(Collected data)
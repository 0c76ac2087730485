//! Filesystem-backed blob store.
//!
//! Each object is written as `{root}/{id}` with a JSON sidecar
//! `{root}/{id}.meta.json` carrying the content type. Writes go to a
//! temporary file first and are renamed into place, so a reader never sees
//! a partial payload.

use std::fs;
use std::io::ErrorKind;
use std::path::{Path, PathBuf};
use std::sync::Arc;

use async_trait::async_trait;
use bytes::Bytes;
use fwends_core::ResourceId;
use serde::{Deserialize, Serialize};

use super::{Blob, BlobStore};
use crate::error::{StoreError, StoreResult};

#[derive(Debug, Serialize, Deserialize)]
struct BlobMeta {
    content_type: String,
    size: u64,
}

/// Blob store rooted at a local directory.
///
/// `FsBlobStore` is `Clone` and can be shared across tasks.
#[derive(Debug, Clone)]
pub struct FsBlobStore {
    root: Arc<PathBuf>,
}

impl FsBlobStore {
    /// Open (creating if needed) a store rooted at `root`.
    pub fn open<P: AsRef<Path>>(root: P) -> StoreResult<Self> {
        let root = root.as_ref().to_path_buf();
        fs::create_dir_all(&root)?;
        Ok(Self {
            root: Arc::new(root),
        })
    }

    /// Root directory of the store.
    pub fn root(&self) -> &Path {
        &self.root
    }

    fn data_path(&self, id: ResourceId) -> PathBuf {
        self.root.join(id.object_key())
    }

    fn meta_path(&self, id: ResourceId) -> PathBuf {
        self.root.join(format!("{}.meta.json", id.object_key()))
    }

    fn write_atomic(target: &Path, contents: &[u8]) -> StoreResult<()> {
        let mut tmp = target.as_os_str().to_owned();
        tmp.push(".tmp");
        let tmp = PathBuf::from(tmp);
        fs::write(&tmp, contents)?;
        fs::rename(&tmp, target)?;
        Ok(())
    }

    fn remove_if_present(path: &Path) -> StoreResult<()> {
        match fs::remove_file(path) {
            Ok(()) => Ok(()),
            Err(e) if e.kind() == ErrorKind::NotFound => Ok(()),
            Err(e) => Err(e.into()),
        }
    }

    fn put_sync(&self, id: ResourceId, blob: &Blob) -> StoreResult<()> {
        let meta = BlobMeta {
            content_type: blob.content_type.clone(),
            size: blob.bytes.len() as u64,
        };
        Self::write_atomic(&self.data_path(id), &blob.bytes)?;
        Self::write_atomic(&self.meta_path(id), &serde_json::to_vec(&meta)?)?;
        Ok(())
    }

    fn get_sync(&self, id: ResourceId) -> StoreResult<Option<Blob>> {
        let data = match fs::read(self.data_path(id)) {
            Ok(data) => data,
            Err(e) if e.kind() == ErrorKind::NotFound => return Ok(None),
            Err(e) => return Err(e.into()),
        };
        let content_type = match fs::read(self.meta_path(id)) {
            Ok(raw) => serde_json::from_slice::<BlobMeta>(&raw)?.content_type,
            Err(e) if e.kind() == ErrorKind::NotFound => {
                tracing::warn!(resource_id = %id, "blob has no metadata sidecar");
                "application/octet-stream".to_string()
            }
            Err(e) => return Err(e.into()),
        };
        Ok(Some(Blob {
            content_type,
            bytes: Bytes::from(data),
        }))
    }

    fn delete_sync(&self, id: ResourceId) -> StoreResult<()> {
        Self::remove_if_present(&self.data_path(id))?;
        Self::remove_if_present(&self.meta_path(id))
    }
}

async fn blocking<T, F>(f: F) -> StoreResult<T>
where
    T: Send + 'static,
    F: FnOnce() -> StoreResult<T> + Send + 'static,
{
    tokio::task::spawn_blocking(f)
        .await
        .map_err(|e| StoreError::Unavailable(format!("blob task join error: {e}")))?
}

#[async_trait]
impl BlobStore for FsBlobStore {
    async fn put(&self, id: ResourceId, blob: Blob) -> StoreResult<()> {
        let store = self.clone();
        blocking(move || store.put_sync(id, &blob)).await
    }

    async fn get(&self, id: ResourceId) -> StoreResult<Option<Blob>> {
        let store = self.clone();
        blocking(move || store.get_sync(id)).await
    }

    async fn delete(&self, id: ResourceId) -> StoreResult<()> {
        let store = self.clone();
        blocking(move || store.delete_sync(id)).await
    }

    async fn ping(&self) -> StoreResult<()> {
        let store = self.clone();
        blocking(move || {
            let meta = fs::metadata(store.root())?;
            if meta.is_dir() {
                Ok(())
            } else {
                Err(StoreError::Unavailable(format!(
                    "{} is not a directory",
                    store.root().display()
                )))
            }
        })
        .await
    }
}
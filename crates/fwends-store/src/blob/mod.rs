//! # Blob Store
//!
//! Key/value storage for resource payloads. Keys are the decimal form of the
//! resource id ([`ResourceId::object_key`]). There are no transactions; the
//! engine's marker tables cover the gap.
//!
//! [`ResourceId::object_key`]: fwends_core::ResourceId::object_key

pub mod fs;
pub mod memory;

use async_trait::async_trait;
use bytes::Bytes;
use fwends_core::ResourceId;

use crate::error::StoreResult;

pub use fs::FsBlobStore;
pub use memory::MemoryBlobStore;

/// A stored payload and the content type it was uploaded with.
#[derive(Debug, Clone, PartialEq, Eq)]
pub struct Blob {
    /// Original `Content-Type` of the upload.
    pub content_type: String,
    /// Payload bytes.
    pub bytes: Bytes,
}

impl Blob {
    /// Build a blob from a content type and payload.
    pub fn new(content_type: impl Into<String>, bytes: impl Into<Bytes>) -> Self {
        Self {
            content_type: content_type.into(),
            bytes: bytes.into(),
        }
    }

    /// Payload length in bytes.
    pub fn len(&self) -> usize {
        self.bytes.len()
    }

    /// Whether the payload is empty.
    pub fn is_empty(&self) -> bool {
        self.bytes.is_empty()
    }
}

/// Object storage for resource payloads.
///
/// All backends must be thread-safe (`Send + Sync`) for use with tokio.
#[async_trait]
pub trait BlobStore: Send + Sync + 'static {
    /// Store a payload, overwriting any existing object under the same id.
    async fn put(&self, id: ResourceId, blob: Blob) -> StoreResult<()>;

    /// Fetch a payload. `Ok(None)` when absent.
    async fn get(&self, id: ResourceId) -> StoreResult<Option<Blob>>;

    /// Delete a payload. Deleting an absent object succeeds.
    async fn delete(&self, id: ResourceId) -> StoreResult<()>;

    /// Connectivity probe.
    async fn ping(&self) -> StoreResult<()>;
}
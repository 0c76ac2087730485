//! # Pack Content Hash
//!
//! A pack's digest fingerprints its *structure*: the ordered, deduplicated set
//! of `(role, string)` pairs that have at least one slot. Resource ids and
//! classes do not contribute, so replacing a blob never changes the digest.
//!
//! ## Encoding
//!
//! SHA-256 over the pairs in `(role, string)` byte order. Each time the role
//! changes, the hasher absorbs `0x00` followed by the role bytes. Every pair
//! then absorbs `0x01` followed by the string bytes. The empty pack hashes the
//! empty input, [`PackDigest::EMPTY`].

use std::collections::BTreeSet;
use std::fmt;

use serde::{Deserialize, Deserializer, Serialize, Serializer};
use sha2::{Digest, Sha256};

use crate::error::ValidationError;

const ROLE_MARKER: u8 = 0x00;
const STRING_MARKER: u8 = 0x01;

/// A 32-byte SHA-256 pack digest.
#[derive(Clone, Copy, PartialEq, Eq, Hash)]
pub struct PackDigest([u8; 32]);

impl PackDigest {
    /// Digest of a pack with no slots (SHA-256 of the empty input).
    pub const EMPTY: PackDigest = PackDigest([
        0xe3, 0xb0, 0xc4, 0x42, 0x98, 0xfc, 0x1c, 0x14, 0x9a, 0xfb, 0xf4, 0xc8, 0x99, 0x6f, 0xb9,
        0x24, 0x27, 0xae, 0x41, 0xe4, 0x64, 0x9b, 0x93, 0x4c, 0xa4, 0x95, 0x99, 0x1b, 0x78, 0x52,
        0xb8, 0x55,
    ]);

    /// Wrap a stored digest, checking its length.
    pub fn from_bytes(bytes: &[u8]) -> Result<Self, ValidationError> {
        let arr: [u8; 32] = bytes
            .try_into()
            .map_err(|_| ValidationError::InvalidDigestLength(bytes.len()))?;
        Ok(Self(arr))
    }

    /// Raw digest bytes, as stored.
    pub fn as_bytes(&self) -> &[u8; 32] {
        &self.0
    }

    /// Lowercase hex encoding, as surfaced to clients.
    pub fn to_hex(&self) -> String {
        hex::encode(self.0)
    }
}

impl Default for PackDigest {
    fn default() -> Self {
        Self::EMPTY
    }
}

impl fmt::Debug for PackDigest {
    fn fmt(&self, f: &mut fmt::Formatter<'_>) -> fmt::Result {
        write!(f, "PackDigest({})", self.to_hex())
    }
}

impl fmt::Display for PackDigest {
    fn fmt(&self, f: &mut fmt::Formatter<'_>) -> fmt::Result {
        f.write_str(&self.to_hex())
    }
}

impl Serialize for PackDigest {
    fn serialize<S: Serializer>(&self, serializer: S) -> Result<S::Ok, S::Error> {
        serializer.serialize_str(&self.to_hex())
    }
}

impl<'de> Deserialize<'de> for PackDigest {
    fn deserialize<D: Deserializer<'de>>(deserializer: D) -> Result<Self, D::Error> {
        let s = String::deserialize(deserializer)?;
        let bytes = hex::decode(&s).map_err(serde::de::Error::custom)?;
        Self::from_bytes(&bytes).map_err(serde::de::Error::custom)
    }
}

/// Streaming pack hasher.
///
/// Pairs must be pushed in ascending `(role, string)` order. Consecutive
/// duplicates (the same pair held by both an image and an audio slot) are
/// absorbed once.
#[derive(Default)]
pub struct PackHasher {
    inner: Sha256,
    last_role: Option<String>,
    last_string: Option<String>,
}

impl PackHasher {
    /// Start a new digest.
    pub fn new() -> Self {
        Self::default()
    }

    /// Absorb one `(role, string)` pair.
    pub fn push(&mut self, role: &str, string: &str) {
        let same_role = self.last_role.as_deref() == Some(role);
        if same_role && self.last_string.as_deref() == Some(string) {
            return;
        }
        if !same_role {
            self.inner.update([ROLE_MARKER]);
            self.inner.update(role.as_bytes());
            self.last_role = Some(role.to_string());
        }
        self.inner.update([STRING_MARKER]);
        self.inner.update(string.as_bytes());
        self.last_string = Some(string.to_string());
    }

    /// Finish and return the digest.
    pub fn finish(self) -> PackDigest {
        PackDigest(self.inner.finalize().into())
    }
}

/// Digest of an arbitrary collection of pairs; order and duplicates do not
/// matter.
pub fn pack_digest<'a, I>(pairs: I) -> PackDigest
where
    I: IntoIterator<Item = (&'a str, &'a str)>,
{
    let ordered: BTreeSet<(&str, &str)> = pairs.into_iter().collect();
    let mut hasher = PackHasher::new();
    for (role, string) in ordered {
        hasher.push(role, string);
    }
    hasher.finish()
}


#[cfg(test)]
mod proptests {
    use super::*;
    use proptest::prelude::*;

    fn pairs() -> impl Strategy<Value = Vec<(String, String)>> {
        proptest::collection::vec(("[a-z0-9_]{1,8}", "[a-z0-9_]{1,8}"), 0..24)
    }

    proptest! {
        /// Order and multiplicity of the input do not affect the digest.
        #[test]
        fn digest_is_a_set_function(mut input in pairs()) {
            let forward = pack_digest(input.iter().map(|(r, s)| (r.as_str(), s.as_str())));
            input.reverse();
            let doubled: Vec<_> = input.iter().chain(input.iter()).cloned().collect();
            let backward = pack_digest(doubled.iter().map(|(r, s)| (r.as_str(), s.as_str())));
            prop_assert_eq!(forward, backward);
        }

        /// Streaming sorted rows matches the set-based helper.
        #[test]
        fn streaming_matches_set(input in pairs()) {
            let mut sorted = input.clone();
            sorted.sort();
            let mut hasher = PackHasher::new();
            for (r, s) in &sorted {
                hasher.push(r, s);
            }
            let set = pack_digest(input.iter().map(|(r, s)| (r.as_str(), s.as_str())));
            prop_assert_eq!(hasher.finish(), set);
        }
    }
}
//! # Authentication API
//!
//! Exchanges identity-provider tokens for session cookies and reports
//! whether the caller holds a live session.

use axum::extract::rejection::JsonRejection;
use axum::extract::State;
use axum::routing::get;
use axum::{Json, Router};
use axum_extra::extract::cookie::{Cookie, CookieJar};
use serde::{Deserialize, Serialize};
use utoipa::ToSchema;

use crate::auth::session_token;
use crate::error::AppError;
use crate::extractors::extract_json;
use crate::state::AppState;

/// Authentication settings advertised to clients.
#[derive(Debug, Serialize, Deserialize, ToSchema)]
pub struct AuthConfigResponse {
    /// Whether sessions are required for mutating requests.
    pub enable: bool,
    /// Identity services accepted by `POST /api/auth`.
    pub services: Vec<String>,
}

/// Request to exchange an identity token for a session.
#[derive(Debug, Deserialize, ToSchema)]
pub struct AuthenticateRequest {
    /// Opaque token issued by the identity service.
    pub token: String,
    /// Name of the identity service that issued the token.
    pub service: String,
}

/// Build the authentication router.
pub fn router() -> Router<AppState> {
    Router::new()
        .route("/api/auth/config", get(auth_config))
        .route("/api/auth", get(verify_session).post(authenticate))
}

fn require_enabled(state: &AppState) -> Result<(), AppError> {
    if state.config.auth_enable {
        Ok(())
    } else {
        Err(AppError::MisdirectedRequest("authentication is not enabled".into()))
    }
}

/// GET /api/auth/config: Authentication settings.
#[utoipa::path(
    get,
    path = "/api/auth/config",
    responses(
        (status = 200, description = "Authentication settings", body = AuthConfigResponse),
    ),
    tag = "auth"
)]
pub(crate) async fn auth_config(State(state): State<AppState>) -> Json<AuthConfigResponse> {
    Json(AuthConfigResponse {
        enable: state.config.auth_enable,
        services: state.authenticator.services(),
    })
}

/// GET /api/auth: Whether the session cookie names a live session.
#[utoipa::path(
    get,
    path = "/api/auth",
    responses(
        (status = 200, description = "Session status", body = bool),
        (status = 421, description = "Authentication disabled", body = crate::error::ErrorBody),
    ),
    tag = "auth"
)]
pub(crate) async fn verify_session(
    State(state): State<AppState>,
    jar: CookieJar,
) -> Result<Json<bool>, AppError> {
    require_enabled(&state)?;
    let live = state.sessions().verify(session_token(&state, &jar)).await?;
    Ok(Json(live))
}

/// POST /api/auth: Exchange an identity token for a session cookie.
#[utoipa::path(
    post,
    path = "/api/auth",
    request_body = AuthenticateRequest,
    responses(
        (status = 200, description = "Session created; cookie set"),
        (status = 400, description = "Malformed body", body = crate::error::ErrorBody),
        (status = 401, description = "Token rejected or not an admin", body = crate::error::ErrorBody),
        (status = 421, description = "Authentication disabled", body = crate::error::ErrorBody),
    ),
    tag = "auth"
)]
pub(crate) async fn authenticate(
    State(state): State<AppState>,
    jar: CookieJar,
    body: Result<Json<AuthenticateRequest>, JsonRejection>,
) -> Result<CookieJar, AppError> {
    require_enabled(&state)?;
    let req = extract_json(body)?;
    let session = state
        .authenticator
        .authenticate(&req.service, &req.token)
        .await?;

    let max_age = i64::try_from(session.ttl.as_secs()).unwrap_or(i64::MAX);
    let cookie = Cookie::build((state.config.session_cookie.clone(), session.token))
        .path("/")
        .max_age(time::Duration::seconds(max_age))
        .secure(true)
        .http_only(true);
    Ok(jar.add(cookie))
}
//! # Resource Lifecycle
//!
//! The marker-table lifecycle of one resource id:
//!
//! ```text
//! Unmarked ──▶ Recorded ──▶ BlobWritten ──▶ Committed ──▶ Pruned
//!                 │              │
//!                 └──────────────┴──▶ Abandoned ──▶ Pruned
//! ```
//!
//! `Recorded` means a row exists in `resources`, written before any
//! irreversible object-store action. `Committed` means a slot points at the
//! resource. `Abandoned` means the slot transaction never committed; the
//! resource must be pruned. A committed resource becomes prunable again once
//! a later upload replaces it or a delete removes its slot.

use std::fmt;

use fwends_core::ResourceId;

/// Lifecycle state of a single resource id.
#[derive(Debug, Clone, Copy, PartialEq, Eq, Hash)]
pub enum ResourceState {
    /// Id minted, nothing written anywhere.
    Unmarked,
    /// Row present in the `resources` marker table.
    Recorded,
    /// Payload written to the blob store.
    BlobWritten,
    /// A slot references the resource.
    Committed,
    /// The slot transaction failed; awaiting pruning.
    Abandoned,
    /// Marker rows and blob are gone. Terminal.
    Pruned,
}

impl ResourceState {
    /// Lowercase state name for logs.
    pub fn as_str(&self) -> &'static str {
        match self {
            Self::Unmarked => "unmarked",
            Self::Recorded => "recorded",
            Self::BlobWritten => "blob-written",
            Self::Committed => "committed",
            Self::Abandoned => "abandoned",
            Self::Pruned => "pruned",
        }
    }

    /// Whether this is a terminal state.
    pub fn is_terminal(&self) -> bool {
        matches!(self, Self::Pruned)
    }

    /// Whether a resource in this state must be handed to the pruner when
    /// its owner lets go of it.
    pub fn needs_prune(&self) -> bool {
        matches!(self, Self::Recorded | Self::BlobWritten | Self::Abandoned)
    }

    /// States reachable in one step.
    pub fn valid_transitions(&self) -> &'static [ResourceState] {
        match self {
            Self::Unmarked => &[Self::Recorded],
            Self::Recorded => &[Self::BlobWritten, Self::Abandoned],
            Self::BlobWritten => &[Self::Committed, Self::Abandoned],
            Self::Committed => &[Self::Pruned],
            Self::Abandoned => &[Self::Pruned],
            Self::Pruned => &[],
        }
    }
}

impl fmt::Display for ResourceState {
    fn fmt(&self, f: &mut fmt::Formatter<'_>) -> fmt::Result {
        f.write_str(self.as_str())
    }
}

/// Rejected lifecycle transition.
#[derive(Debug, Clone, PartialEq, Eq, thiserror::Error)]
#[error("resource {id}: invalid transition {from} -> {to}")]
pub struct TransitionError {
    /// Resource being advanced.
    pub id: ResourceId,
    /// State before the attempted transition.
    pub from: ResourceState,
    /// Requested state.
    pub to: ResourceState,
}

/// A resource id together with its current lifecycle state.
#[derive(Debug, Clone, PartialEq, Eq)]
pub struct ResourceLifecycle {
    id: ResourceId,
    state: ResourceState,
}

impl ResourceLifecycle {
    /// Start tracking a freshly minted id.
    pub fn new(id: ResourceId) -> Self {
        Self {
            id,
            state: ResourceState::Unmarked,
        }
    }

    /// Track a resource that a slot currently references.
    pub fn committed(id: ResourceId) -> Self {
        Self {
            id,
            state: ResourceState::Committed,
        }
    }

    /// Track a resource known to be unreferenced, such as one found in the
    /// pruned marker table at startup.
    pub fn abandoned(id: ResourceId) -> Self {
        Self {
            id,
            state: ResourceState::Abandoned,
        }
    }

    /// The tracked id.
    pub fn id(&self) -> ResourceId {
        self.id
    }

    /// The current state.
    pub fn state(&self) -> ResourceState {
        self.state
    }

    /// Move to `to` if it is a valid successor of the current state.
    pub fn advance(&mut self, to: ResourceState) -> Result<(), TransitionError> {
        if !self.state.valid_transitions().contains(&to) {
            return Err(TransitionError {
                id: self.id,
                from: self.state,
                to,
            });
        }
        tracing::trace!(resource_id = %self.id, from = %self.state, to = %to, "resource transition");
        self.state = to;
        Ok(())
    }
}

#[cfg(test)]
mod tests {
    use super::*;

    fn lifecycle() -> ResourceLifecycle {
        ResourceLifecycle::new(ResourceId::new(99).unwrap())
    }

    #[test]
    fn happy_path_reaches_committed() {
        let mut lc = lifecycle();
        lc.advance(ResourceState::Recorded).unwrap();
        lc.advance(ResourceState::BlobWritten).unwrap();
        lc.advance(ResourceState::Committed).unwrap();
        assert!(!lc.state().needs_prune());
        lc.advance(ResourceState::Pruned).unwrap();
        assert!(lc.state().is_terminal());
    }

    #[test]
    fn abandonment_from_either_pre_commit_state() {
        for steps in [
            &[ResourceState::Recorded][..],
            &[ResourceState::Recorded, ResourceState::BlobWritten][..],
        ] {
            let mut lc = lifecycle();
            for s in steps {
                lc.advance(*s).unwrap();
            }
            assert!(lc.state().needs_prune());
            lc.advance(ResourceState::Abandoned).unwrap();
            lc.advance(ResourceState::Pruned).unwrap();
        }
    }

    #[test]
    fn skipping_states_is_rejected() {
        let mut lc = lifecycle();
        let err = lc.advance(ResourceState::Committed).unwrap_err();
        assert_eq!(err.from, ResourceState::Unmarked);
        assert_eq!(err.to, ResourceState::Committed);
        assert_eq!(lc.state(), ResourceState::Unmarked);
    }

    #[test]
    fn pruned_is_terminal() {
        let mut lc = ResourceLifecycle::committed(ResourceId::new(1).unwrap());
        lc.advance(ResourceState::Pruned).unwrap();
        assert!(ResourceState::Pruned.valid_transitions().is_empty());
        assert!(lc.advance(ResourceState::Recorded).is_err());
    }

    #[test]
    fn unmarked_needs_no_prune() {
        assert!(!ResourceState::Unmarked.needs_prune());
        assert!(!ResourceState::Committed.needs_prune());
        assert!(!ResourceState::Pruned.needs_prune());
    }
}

> _Problem statement_: All lines in the data that contain the word "sidecar" should be copied.

> _Output below_:
//! Each object is written as `{root}/{id}` with a JSON sidecar
                tracing::warn!(resource_id = %id, "blob has no metadata sidecar");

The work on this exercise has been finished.